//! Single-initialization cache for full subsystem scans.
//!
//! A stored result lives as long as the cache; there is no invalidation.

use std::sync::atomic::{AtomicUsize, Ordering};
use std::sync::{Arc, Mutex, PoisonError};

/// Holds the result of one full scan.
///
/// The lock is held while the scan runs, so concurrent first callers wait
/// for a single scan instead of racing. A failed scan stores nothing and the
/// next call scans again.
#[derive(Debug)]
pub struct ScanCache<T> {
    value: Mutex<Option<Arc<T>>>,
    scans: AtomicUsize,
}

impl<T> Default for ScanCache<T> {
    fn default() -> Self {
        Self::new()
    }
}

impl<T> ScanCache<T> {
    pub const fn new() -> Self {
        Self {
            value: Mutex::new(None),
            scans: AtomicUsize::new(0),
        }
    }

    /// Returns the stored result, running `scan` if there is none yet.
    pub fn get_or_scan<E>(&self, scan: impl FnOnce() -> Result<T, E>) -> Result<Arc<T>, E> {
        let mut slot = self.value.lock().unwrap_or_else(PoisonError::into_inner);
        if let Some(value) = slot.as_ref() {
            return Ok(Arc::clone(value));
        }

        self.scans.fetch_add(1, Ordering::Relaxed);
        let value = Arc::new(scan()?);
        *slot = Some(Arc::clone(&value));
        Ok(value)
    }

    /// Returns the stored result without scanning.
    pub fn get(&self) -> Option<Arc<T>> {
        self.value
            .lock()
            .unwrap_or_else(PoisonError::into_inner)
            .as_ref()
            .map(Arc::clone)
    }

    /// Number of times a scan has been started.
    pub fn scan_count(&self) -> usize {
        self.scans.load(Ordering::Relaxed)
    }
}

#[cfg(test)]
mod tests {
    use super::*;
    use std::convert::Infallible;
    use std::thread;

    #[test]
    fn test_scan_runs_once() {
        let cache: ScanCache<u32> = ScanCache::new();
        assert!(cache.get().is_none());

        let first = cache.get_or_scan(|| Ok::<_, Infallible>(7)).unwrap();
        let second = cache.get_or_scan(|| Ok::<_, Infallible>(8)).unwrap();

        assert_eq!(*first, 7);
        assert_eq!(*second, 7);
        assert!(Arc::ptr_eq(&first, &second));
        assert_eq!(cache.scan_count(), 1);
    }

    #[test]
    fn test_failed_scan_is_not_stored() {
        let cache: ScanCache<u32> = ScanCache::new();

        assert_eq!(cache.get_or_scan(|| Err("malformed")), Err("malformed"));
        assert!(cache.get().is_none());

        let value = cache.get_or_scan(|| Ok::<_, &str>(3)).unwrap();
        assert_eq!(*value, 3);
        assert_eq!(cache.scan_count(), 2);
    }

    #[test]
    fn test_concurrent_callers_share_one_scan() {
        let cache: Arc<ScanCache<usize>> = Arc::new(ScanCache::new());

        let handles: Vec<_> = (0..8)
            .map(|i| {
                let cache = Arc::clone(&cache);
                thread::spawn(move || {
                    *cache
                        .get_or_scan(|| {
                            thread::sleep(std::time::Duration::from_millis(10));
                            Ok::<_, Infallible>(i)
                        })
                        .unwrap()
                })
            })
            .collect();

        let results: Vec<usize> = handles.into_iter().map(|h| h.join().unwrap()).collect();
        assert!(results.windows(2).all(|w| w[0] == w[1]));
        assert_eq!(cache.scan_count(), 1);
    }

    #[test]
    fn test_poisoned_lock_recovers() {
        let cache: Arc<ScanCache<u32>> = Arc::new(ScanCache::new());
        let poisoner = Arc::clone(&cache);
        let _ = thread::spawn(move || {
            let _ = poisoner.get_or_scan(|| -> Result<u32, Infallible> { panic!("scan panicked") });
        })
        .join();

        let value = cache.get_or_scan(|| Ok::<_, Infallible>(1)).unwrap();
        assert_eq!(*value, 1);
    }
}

### EXERCISE
Above are the entries. Quote exactly the lines from the one bearing "let cache: Arc<ScanCache<usize>>" through the one bearing "let results: Vec<usize>".

### FINAL ANSWER
        let cache: Arc<ScanCache<usize>> = Arc::new(ScanCache::new());

        let handles: Vec<_> = (0..8)
            .map(|i| {
                let cache = Arc::clone(&cache);
                thread::spawn(move || {
                    *cache
                        .get_or_scan(|| {
                            thread::sleep(std::time::Duration::from_millis(10));
                            Ok::<_, Infallible>(i)
                        })
                        .unwrap()
                })
            })
            .collect();

        let results: Vec<usize> = handles.into_iter().map(|h| h.join().unwrap()).collect();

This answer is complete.